### EXERCISE OBJECTIVE
Please write out every record below exactly as it stands.

--- DATA FOR ANALYSIS Enclosed Below ---

//! Copyright (c) 2025, Kirky.X
//!
//! MIT License
//!
//! 该模块定义了同步引擎的指标收集功能。

use crate::pool::PoolStats;
use std::collections::BTreeMap;
use std::sync::{Mutex, MutexGuard};

/// 指标收集器
///
/// 计数器按 `op:result` 分组，例如 `read_one:cache_hit`、`cache:failure`。
/// 由引擎持有，不存在全局实例。
#[derive(Debug, Default)]
pub struct SyncMetrics {
    counters: Mutex<BTreeMap<String, u64>>,
}

impl SyncMetrics {
    pub fn new() -> Self {
        Self::default()
    }

    /// 记录一次操作结果
    ///
    /// # 参数
    ///
    /// * `op` - 操作名称（read_one/read_all/create/update/delete/warmup/cache）
    /// * `result` - 操作结果（cache_hit/store_hit/failure/...）
    pub fn record(&self, op: &str, result: &str) {
        self.add(op, result, 1);
    }

    /// 按数量累加
    pub fn add(&self, op: &str, result: &str, n: u64) {
        let key = format!("{}:{}", op, result);
        *self.lock().entry(key).or_insert(0) += n;
    }

    /// 读取计数器
    pub fn get(&self, op: &str, result: &str) -> u64 {
        self.lock()
            .get(&format!("{}:{}", op, result))
            .copied()
            .unwrap_or(0)
    }

    /// 所有计数器的快照
    pub fn snapshot(&self) -> BTreeMap<String, u64> {
        self.lock().clone()
    }

    /// 将计数器和池统计格式化为文本，用于监控系统采集
    pub fn render(&self, pools: &[(&str, PoolStats)]) -> String {
        let mut output = String::new();
        for (key, value) in self.lock().iter() {
            let (op, result) = key.split_once(':').unwrap_or((key.as_str(), ""));
            output.push_str(&format!(
                "oxrecord_operations_total{{op=\"{}\",result=\"{}\"}} {}\n",
                op, result, value
            ));
        }
        for (name, stats) in pools {
            output.push_str(&format!(
                "oxrecord_pool_allocated_total{{pool=\"{}\"}} {}\n",
                name, stats.allocated
            ));
            output.push_str(&format!(
                "oxrecord_pool_reused_total{{pool=\"{}\"}} {}\n",
                name, stats.reused
            ));
            output.push_str(&format!(
                "oxrecord_pool_idle{{pool=\"{}\"}} {}\n",
                name, stats.idle
            ));
        }
        output
    }

    fn lock(&self) -> MutexGuard<'_, BTreeMap<String, u64>> {
        self.counters
            .lock()
            .unwrap_or_else(|poisoned| poisoned.into_inner())
    }
}
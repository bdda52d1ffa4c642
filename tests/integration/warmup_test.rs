//! 启动预热测试
//!
//! 覆盖预热后的缓存命中、单条写入失败、缓存写入缓慢、禁用和存储失败

#[path = "../common/mod.rs"]
mod common;

use common::{build_engine, setup_logging, CountingStore, RejectingCacheBackend, SlowCacheBackend};
use oxrecord::backend::MemoryBackend;
use oxrecord::config::WarmupConfig;
use oxrecord::error::SyncError;
use oxrecord::{PoolSet, Record, RequestContext, WarmupManager, WarmupStatus};
use std::sync::Arc;
use std::time::Duration;

fn seed() -> Vec<Record> {
    (1..=5)
        .map(|i| Record::new(format!("u{}", i), format!("user {}", i)))
        .collect()
}

#[tokio::test]
async fn test_reads_after_warmup_hit_cache() {
    setup_logging();

    let store = Arc::new(CountingStore::new(seed()));
    let engine = build_engine(store.clone(), Arc::new(MemoryBackend::new()), PoolSet::default());
    let manager = WarmupManager::new(WarmupConfig::default());

    let report = manager.run(&engine).await.unwrap();
    assert_eq!(report.loaded, 5);
    assert_eq!(report.failed, 0);
    assert!(matches!(
        manager.status().await,
        WarmupStatus::Completed { loaded: 5, failed: 0, .. }
    ));

    let ctx = RequestContext::background();
    for i in 1..=5 {
        let record = engine.read_one(&ctx, &format!("u{}", i)).await.unwrap();
        assert_eq!(record.name, format!("user {}", i));
    }
    assert_eq!(store.find_one_calls(), 0);
    assert_eq!(engine.metrics().get("read_one", "cache_hit"), 5);
    assert_eq!(engine.metrics().get("warmup", "loaded"), 5);

    let all = engine.read_all(&ctx).await.unwrap();
    assert_eq!(all.len(), 5);
    assert_eq!(store.find_all_calls(), 1);
}

#[tokio::test]
async fn test_individual_cache_failures_do_not_abort_warmup() {
    setup_logging();

    let backend = Arc::new(RejectingCacheBackend::rejecting(["record:u2", "record:u4"]));
    let store = Arc::new(CountingStore::new(seed()));
    let engine = build_engine(store, backend.clone(), PoolSet::default());

    let report = engine
        .warm_up(&RequestContext::background())
        .await
        .unwrap();

    assert_eq!(report.loaded, 3);
    assert_eq!(report.failed, 2);
    assert_eq!(backend.inner.len(), 3);
}

#[tokio::test]
async fn test_disabled_warmup_is_skipped() {
    let store = Arc::new(CountingStore::new(seed()));
    let engine = build_engine(store.clone(), Arc::new(MemoryBackend::new()), PoolSet::default());
    let manager = WarmupManager::new(WarmupConfig {
        enabled: false,
        ..Default::default()
    });

    let report = manager.run(&engine).await.unwrap();
    assert_eq!(report.loaded, 0);
    assert_eq!(manager.status().await, WarmupStatus::Skipped);
    assert_eq!(store.find_all_calls(), 0);
}

#[tokio::test]
async fn test_warmup_times_out() {
    let store = Arc::new(CountingStore::new(seed()).with_delay(Duration::from_secs(3)));
    let engine = build_engine(store, Arc::new(MemoryBackend::new()), PoolSet::default());
    let manager = WarmupManager::new(WarmupConfig {
        enabled: true,
        timeout_seconds: 1,
    });

    let err = manager.run(&engine).await.unwrap_err();
    assert!(matches!(err, SyncError::Timeout(_)));
    assert!(matches!(manager.status().await, WarmupStatus::Failed { .. }));
}

/// 缓存写入缓慢时截止时间到达，已写入的保留，剩余计为失败，预热本身不失败
#[tokio::test]
async fn test_slow_cache_gives_partial_report() {
    setup_logging();

    let backend = Arc::new(SlowCacheBackend::new(Duration::from_millis(400)));
    let store = Arc::new(CountingStore::new(seed()));
    let engine = build_engine(store, backend.clone(), PoolSet::default());
    let manager = WarmupManager::new(WarmupConfig {
        enabled: true,
        timeout_seconds: 1,
    });

    let report = manager.run(&engine).await.unwrap();
    assert_eq!(report.loaded + report.failed, 5);
    assert!(report.loaded >= 1);
    assert!(report.failed >= 1);
    assert_eq!(backend.inner.len(), report.loaded);
    assert_eq!(engine.metrics().get("warmup", "failed"), report.failed as u64);
    assert!(matches!(
        manager.status().await,
        WarmupStatus::Completed { loaded, failed, .. } if loaded == report.loaded && failed == report.failed
    ));
}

--- End of Enclosed DATA FOR ANALYSIS ---

### RESPONSE TO THIS EXERCISE
//! Copyright (c) 2025, Kirky.X
//!
//! MIT License
//!
//! 该模块定义了同步引擎的指标收集功能。

use crate::pool::PoolStats;
use std::collections::BTreeMap;
use std::sync::{Mutex, MutexGuard};

/// 指标收集器
///
/// 计数器按 `op:result` 分组，例如 `read_one:cache_hit`、`cache:failure`。
/// 由引擎持有，不存在全局实例。
#[derive(Debug, Default)]
pub struct SyncMetrics {
    counters: Mutex<BTreeMap<String, u64>>,
}

impl SyncMetrics {
    pub fn new() -> Self {
        Self::default()
    }

    /// 记录一次操作结果
    ///
    /// # 参数
    ///
    /// * `op` - 操作名称（read_one/read_all/create/update/delete/warmup/cache）
    /// * `result` - 操作结果（cache_hit/store_hit/failure/...）
    pub fn record(&self, op: &str, result: &str) {
        self.add(op, result, 1);
    }

    /// 按数量累加
    pub fn add(&self, op: &str, result: &str, n: u64) {
        let key = format!("{}:{}", op, result);
        *self.lock().entry(key).or_insert(0) += n;
    }

    /// 读取计数器
    pub fn get(&self, op: &str, result: &str) -> u64 {
        self.lock()
            .get(&format!("{}:{}", op, result))
            .copied()
            .unwrap_or(0)
    }

    /// 所有计数器的快照
    pub fn snapshot(&self) -> BTreeMap<String, u64> {
        self.lock().clone()
    }

    /// 将计数器和池统计格式化为文本，用于监控系统采集
    pub fn render(&self, pools: &[(&str, PoolStats)]) -> String {
        let mut output = String::new();
        for (key, value) in self.lock().iter() {
            let (op, result) = key.split_once(':').unwrap_or((key.as_str(), ""));
            output.push_str(&format!(
                "oxrecord_operations_total{{op=\"{}\",result=\"{}\"}} {}\n",
                op, result, value
            ));
        }
        for (name, stats) in pools {
            output.push_str(&format!(
                "oxrecord_pool_allocated_total{{pool=\"{}\"}} {}\n",
                name, stats.allocated
            ));
            output.push_str(&format!(
                "oxrecord_pool_reused_total{{pool=\"{}\"}} {}\n",
                name, stats.reused
            ));
            output.push_str(&format!(
                "oxrecord_pool_idle{{pool=\"{}\"}} {}\n",
                name, stats.idle
            ));
        }
        output
    }

    fn lock(&self) -> MutexGuard<'_, BTreeMap<String, u64>> {
        self.counters
            .lock()
            .unwrap_or_else(|poisoned| poisoned.into_inner())
    }
}
repository bdda52d1ffa4c642
filename tests/integration/warmup_test.rs
//! 启动预热测试
//!
//! 覆盖预热后的缓存命中、单条写入失败、缓存写入缓慢、禁用和存储失败

#[path = "../common/mod.rs"]
mod common;

use common::{build_engine, setup_logging, CountingStore, RejectingCacheBackend, SlowCacheBackend};
use oxrecord::backend::MemoryBackend;
use oxrecord::config::WarmupConfig;
use oxrecord::error::SyncError;
use oxrecord::{PoolSet, Record, RequestContext, WarmupManager, WarmupStatus};
use std::sync::Arc;
use std::time::Duration;

fn seed() -> Vec<Record> {
    (1..=5)
        .map(|i| Record::new(format!("u{}", i), format!("user {}", i)))
        .collect()
}

#[tokio::test]
async fn test_reads_after_warmup_hit_cache() {
    setup_logging();

    let store = Arc::new(CountingStore::new(seed()));
    let engine = build_engine(store.clone(), Arc::new(MemoryBackend::new()), PoolSet::default());
    let manager = WarmupManager::new(WarmupConfig::default());

    let report = manager.run(&engine).await.unwrap();
    assert_eq!(report.loaded, 5);
    assert_eq!(report.failed, 0);
    assert!(matches!(
        manager.status().await,
        WarmupStatus::Completed { loaded: 5, failed: 0, .. }
    ));

    let ctx = RequestContext::background();
    for i in 1..=5 {
        let record = engine.read_one(&ctx, &format!("u{}", i)).await.unwrap();
        assert_eq!(record.name, format!("user {}", i));
    }
    assert_eq!(store.find_one_calls(), 0);
    assert_eq!(engine.metrics().get("read_one", "cache_hit"), 5);
    assert_eq!(engine.metrics().get("warmup", "loaded"), 5);

    let all = engine.read_all(&ctx).await.unwrap();
    assert_eq!(all.len(), 5);
    assert_eq!(store.find_all_calls(), 1);
}

#[tokio::test]
async fn test_individual_cache_failures_do_not_abort_warmup() {
    setup_logging();

    let backend = Arc::new(RejectingCacheBackend::rejecting(["record:u2", "record:u4"]));
    let store = Arc::new(CountingStore::new(seed()));
    let engine = build_engine(store, backend.clone(), PoolSet::default());

    let report = engine
        .warm_up(&RequestContext::background())
        .await
        .unwrap();

    assert_eq!(report.loaded, 3);
    assert_eq!(report.failed, 2);
    assert_eq!(backend.inner.len(), 3);
}

#[tokio::test]
async fn test_disabled_warmup_is_skipped() {
    let store = Arc::new(CountingStore::new(seed()));
    let engine = build_engine(store.clone(), Arc::new(MemoryBackend::new()), PoolSet::default());
    let manager = WarmupManager::new(WarmupConfig {
        enabled: false,
        ..Default::default()
    });

    let report = manager.run(&engine).await.unwrap();
    assert_eq!(report.loaded, 0);
    assert_eq!(manager.status().await, WarmupStatus::Skipped);
    assert_eq!(store.find_all_calls(), 0);
}

#[tokio::test]
async fn test_warmup_times_out() {
    let store = Arc::new(CountingStore::new(seed()).with_delay(Duration::from_secs(3)));
    let engine = build_engine(store, Arc::new(MemoryBackend::new()), PoolSet::default());
    let manager = WarmupManager::new(WarmupConfig {
        enabled: true,
        timeout_seconds: 1,
    });

    let err = manager.run(&engine).await.unwrap_err();
    assert!(matches!(err, SyncError::Timeout(_)));
    assert!(matches!(manager.status().await, WarmupStatus::Failed { .. }));
}

/// 缓存写入缓慢时截止时间到达，已写入的保留，剩余计为失败，预热本身不失败
#[tokio::test]
async fn test_slow_cache_gives_partial_report() {
    setup_logging();

    let backend = Arc::new(SlowCacheBackend::new(Duration::from_millis(400)));
    let store = Arc::new(CountingStore::new(seed()));
    let engine = build_engine(store, backend.clone(), PoolSet::default());
    let manager = WarmupManager::new(WarmupConfig {
        enabled: true,
        timeout_seconds: 1,
    });

    let report = manager.run(&engine).await.unwrap();
    assert_eq!(report.loaded + report.failed, 5);
    assert!(report.loaded >= 1);
    assert!(report.failed >= 1);
    assert_eq!(backend.inner.len(), report.loaded);
    assert_eq!(engine.metrics().get("warmup", "failed"), report.failed as u64);
    assert!(matches!(
        manager.status().await,
        WarmupStatus::Completed { loaded, failed, .. } if loaded == report.loaded && failed == report.failed
    ));
}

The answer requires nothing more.